Problem statement | An exact reproduction of all the entries is the expected answer.

Exercise material |
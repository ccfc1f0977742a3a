//! Column-size bounds used by the numeric and text helpers
//!
//! Mirrors the ranges of the usual SQL integer and text column types so a
//! field rule can never accept a value its column cannot hold.

pub const TINY_INT_MAX: i64 = 127;
pub const TINY_INT_MIN: i64 = -128;
pub const UNSIGNED_TINY_INT_MAX: i64 = 255;
pub const UNSIGNED_TINY_INT_MIN: i64 = 0;

pub const SMALL_INT_MAX: i64 = 32_767;
pub const SMALL_INT_MIN: i64 = -32_768;
pub const UNSIGNED_SMALL_INT_MAX: i64 = 65_535;
pub const UNSIGNED_SMALL_INT_MIN: i64 = 0;

pub const MEDIUM_INT_MAX: i64 = 8_388_607;
pub const MEDIUM_INT_MIN: i64 = -8_388_608;
pub const UNSIGNED_MEDIUM_INT_MAX: i64 = 16_777_215;
pub const UNSIGNED_MEDIUM_INT_MIN: i64 = 0;

pub const INT_MAX: i64 = 2_147_483_647;
pub const INT_MIN: i64 = -2_147_483_648;
pub const UNSIGNED_INT_MAX: i64 = 4_294_967_295;
pub const UNSIGNED_INT_MIN: i64 = 0;

pub const BIG_INT_MAX: i64 = i64::MAX;
pub const BIG_INT_MIN: i64 = i64::MIN;
/// Validators compare against a signed 64-bit integer, so the unsigned
/// range stops at `i64::MAX`.
pub const UNSIGNED_BIG_INT_MAX: i64 = i64::MAX;
pub const UNSIGNED_BIG_INT_MIN: i64 = 0;

pub const TINY_TEXT_MAX: i64 = 256;
pub const TEXT_MAX: i64 = 65_535;
pub const MEDIUM_TEXT_MAX: i64 = 16_777_215;
pub const LONG_TEXT_MAX: i64 = 4_294_967_295;

pub const VARCHAR_MAX: i64 = 65_535;

/// Minimum length of [`super::RuleSet::password`]
pub const DEFAULT_PASSWORD_MIN: i64 = 8;

/// Default `max` for [`super::RuleSet::string`]
pub const DEFAULT_STRING_MAX: i64 = 255;

/// Integer column families
#[derive(Debug, Clone, Copy, PartialEq, Eq)]
pub enum IntColumn {
    Tiny,
    UnsignedTiny,
    Small,
    UnsignedSmall,
    Medium,
    UnsignedMedium,
    Int,
    UnsignedInt,
    Big,
    UnsignedBig,
}

impl IntColumn {
    /// Inclusive `(min, max)` range of the column
    pub const fn range(self) -> (i64, i64) {
        match self {
            IntColumn::Tiny => (TINY_INT_MIN, TINY_INT_MAX),
            IntColumn::UnsignedTiny => (UNSIGNED_TINY_INT_MIN, UNSIGNED_TINY_INT_MAX),
            IntColumn::Small => (SMALL_INT_MIN, SMALL_INT_MAX),
            IntColumn::UnsignedSmall => (UNSIGNED_SMALL_INT_MIN, UNSIGNED_SMALL_INT_MAX),
            IntColumn::Medium => (MEDIUM_INT_MIN, MEDIUM_INT_MAX),
            IntColumn::UnsignedMedium => (UNSIGNED_MEDIUM_INT_MIN, UNSIGNED_MEDIUM_INT_MAX),
            IntColumn::Int => (INT_MIN, INT_MAX),
            IntColumn::UnsignedInt => (UNSIGNED_INT_MIN, UNSIGNED_INT_MAX),
            IntColumn::Big => (BIG_INT_MIN, BIG_INT_MAX),
            IntColumn::UnsignedBig => (UNSIGNED_BIG_INT_MIN, UNSIGNED_BIG_INT_MAX),
        }
    }
}

/// Text column families
#[derive(Debug, Clone, Copy, PartialEq, Eq)]
pub enum TextColumn {
    Tiny,
    Text,
    Medium,
    Long,
}

impl TextColumn {
    /// Maximum length in bytes
    pub const fn max_len(self) -> i64 {
        match self {
            TextColumn::Tiny => TINY_TEXT_MAX,
            TextColumn::Text => TEXT_MAX,
            TextColumn::Medium => MEDIUM_TEXT_MAX,
            TextColumn::Long => LONG_TEXT_MAX,
        }
    }
}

Exercise response |
repository ccfc1f0977742a3a
//! Column-size bounds used by the numeric and text helpers
//!
//! Mirrors the ranges of the usual SQL integer and text column types so a
//! field rule can never accept a value its column cannot hold.

pub const TINY_INT_MAX: i64 = 127;
pub const TINY_INT_MIN: i64 = -128;
pub const UNSIGNED_TINY_INT_MAX: i64 = 255;
pub const UNSIGNED_TINY_INT_MIN: i64 = 0;

pub const SMALL_INT_MAX: i64 = 32_767;
pub const SMALL_INT_MIN: i64 = -32_768;
pub const UNSIGNED_SMALL_INT_MAX: i64 = 65_535;
pub const UNSIGNED_SMALL_INT_MIN: i64 = 0;

pub const MEDIUM_INT_MAX: i64 = 8_388_607;
pub const MEDIUM_INT_MIN: i64 = -8_388_608;
pub const UNSIGNED_MEDIUM_INT_MAX: i64 = 16_777_215;
pub const UNSIGNED_MEDIUM_INT_MIN: i64 = 0;

pub const INT_MAX: i64 = 2_147_483_647;
pub const INT_MIN: i64 = -2_147_483_648;
pub const UNSIGNED_INT_MAX: i64 = 4_294_967_295;
pub const UNSIGNED_INT_MIN: i64 = 0;

pub const BIG_INT_MAX: i64 = i64::MAX;
pub const BIG_INT_MIN: i64 = i64::MIN;
/// Validators compare against a signed 64-bit integer, so the unsigned
/// range stops at `i64::MAX`.
pub const UNSIGNED_BIG_INT_MAX: i64 = i64::MAX;
pub const UNSIGNED_BIG_INT_MIN: i64 = 0;

pub const TINY_TEXT_MAX: i64 = 256;
pub const TEXT_MAX: i64 = 65_535;
pub const MEDIUM_TEXT_MAX: i64 = 16_777_215;
pub const LONG_TEXT_MAX: i64 = 4_294_967_295;

pub const VARCHAR_MAX: i64 = 65_535;

/// Minimum length of [`super::RuleSet::password`]
pub const DEFAULT_PASSWORD_MIN: i64 = 8;

/// Default `max` for [`super::RuleSet::string`]
pub const DEFAULT_STRING_MAX: i64 = 255;

/// Integer column families
#[derive(Debug, Clone, Copy, PartialEq, Eq)]
pub enum IntColumn {
    Tiny,
    UnsignedTiny,
    Small,
    UnsignedSmall,
    Medium,
    UnsignedMedium,
    Int,
    UnsignedInt,
    Big,
    UnsignedBig,
}

impl IntColumn {
    /// Inclusive `(min, max)` range of the column
    pub const fn range(self) -> (i64, i64) {
        match self {
            IntColumn::Tiny => (TINY_INT_MIN, TINY_INT_MAX),
            IntColumn::UnsignedTiny => (UNSIGNED_TINY_INT_MIN, UNSIGNED_TINY_INT_MAX),
            IntColumn::Small => (SMALL_INT_MIN, SMALL_INT_MAX),
            IntColumn::UnsignedSmall => (UNSIGNED_SMALL_INT_MIN, UNSIGNED_SMALL_INT_MAX),
            IntColumn::Medium => (MEDIUM_INT_MIN, MEDIUM_INT_MAX),
            IntColumn::UnsignedMedium => (UNSIGNED_MEDIUM_INT_MIN, UNSIGNED_MEDIUM_INT_MAX),
            IntColumn::Int => (INT_MIN, INT_MAX),
            IntColumn::UnsignedInt => (UNSIGNED_INT_MIN, UNSIGNED_INT_MAX),
            IntColumn::Big => (BIG_INT_MIN, BIG_INT_MAX),
            IntColumn::UnsignedBig => (UNSIGNED_BIG_INT_MIN, UNSIGNED_BIG_INT_MAX),
        }
    }
}

/// Text column families
#[derive(Debug, Clone, Copy, PartialEq, Eq)]
pub enum TextColumn {
    Tiny,
    Text,
    Medium,
    Long,
}

impl TextColumn {
    /// Maximum length in bytes
    pub const fn max_len(self) -> i64 {
        match self {
            TextColumn::Tiny => TINY_TEXT_MAX,
            TextColumn::Text => TEXT_MAX,
            TextColumn::Medium => MEDIUM_TEXT_MAX,
            TextColumn::Long => LONG_TEXT_MAX,
        }
    }
}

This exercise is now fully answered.